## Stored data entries
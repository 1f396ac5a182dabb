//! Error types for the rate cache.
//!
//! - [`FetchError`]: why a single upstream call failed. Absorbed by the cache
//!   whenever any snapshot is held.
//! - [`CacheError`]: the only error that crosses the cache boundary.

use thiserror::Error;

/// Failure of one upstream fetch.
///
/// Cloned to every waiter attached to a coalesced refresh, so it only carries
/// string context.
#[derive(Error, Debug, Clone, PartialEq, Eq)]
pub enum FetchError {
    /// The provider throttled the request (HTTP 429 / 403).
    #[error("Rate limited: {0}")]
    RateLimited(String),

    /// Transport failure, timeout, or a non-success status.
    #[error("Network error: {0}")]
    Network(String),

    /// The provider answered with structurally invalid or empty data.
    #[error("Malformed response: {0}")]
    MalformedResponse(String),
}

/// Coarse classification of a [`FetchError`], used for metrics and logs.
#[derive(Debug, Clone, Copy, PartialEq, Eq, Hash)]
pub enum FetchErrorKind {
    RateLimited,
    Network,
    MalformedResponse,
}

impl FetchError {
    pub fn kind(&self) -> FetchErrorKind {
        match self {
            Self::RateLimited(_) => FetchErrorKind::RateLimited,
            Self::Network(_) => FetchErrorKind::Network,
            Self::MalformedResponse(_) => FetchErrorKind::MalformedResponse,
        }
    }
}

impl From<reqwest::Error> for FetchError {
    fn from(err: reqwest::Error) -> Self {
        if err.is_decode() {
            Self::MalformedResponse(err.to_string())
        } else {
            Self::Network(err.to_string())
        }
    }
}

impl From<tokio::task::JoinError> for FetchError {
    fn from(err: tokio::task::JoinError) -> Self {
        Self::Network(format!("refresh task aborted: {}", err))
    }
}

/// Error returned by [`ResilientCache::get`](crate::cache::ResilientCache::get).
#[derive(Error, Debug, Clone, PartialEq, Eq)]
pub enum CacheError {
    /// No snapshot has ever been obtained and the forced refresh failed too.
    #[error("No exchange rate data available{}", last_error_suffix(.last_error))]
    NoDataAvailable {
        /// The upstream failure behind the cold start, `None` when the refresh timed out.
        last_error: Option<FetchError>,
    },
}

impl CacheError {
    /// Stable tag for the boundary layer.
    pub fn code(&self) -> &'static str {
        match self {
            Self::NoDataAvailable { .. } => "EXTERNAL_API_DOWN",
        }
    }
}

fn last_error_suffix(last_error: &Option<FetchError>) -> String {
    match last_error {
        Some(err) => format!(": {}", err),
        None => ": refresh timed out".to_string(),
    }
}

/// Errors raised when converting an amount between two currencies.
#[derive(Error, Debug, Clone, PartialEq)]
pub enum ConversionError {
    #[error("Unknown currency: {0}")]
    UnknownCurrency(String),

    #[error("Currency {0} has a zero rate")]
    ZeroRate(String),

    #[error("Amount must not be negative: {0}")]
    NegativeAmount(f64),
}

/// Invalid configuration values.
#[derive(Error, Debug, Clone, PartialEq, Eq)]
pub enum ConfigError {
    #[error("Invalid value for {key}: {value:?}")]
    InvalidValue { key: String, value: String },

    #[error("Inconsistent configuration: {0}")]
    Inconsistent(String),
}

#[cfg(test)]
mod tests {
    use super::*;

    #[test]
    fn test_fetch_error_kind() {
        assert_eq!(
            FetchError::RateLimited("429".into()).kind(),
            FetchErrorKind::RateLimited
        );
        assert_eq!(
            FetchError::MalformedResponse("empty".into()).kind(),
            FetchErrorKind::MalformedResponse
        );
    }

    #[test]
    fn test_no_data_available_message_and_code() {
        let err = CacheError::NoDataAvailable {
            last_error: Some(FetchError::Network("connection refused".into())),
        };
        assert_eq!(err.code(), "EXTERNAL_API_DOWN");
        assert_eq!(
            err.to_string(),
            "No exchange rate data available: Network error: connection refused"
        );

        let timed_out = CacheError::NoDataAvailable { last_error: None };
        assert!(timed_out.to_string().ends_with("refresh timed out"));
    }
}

## Problem to solve
Transcribe all of the lines in the records precisely.

## Expected output
repository 1f396ac5a182dabb
//! Error types for the rate cache.
//!
//! - [`FetchError`]: why a single upstream call failed. Absorbed by the cache
//!   whenever any snapshot is held.
//! - [`CacheError`]: the only error that crosses the cache boundary.

use thiserror::Error;

/// Failure of one upstream fetch.
///
/// Cloned to every waiter attached to a coalesced refresh, so it only carries
/// string context.
#[derive(Error, Debug, Clone, PartialEq, Eq)]
pub enum FetchError {
    /// The provider throttled the request (HTTP 429 / 403).
    #[error("Rate limited: {0}")]
    RateLimited(String),

    /// Transport failure, timeout, or a non-success status.
    #[error("Network error: {0}")]
    Network(String),

    /// The provider answered with structurally invalid or empty data.
    #[error("Malformed response: {0}")]
    MalformedResponse(String),
}

/// Coarse classification of a [`FetchError`], used for metrics and logs.
#[derive(Debug, Clone, Copy, PartialEq, Eq, Hash)]
pub enum FetchErrorKind {
    RateLimited,
    Network,
    MalformedResponse,
}

impl FetchError {
    pub fn kind(&self) -> FetchErrorKind {
        match self {
            Self::RateLimited(_) => FetchErrorKind::RateLimited,
            Self::Network(_) => FetchErrorKind::Network,
            Self::MalformedResponse(_) => FetchErrorKind::MalformedResponse,
        }
    }
}

impl From<reqwest::Error> for FetchError {
    fn from(err: reqwest::Error) -> Self {
        if err.is_decode() {
            Self::MalformedResponse(err.to_string())
        } else {
            Self::Network(err.to_string())
        }
    }
}

impl From<tokio::task::JoinError> for FetchError {
    fn from(err: tokio::task::JoinError) -> Self {
        Self::Network(format!("refresh task aborted: {}", err))
    }
}

/// Error returned by [`ResilientCache::get`](crate::cache::ResilientCache::get).
#[derive(Error, Debug, Clone, PartialEq, Eq)]
pub enum CacheError {
    /// No snapshot has ever been obtained and the forced refresh failed too.
    #[error("No exchange rate data available{}", last_error_suffix(.last_error))]
    NoDataAvailable {
        /// The upstream failure behind the cold start, `None` when the refresh timed out.
        last_error: Option<FetchError>,
    },
}

impl CacheError {
    /// Stable tag for the boundary layer.
    pub fn code(&self) -> &'static str {
        match self {
            Self::NoDataAvailable { .. } => "EXTERNAL_API_DOWN",
        }
    }
}

fn last_error_suffix(last_error: &Option<FetchError>) -> String {
    match last_error {
        Some(err) => format!(": {}", err),
        None => ": refresh timed out".to_string(),
    }
}

/// Errors raised when converting an amount between two currencies.
#[derive(Error, Debug, Clone, PartialEq)]
pub enum ConversionError {
    #[error("Unknown currency: {0}")]
    UnknownCurrency(String),

    #[error("Currency {0} has a zero rate")]
    ZeroRate(String),

    #[error("Amount must not be negative: {0}")]
    NegativeAmount(f64),
}

/// Invalid configuration values.
#[derive(Error, Debug, Clone, PartialEq, Eq)]
pub enum ConfigError {
    #[error("Invalid value for {key}: {value:?}")]
    InvalidValue { key: String, value: String },

    #[error("Inconsistent configuration: {0}")]
    Inconsistent(String),
}

#[cfg(test)]
mod tests {
    use super::*;

    #[test]
    fn test_fetch_error_kind() {
        assert_eq!(
            FetchError::RateLimited("429".into()).kind(),
            FetchErrorKind::RateLimited
        );
        assert_eq!(
            FetchError::MalformedResponse("empty".into()).kind(),
            FetchErrorKind::MalformedResponse
        );
    }

    #[test]
    fn test_no_data_available_message_and_code() {
        let err = CacheError::NoDataAvailable {
            last_error: Some(FetchError::Network("connection refused".into())),
        };
        assert_eq!(err.code(), "EXTERNAL_API_DOWN");
        assert_eq!(
            err.to_string(),
            "No exchange rate data available: Network error: connection refused"
        );

        let timed_out = CacheError::NoDataAvailable { last_error: None };
        assert!(timed_out.to_string().ends_with("refresh timed out"));
    }
}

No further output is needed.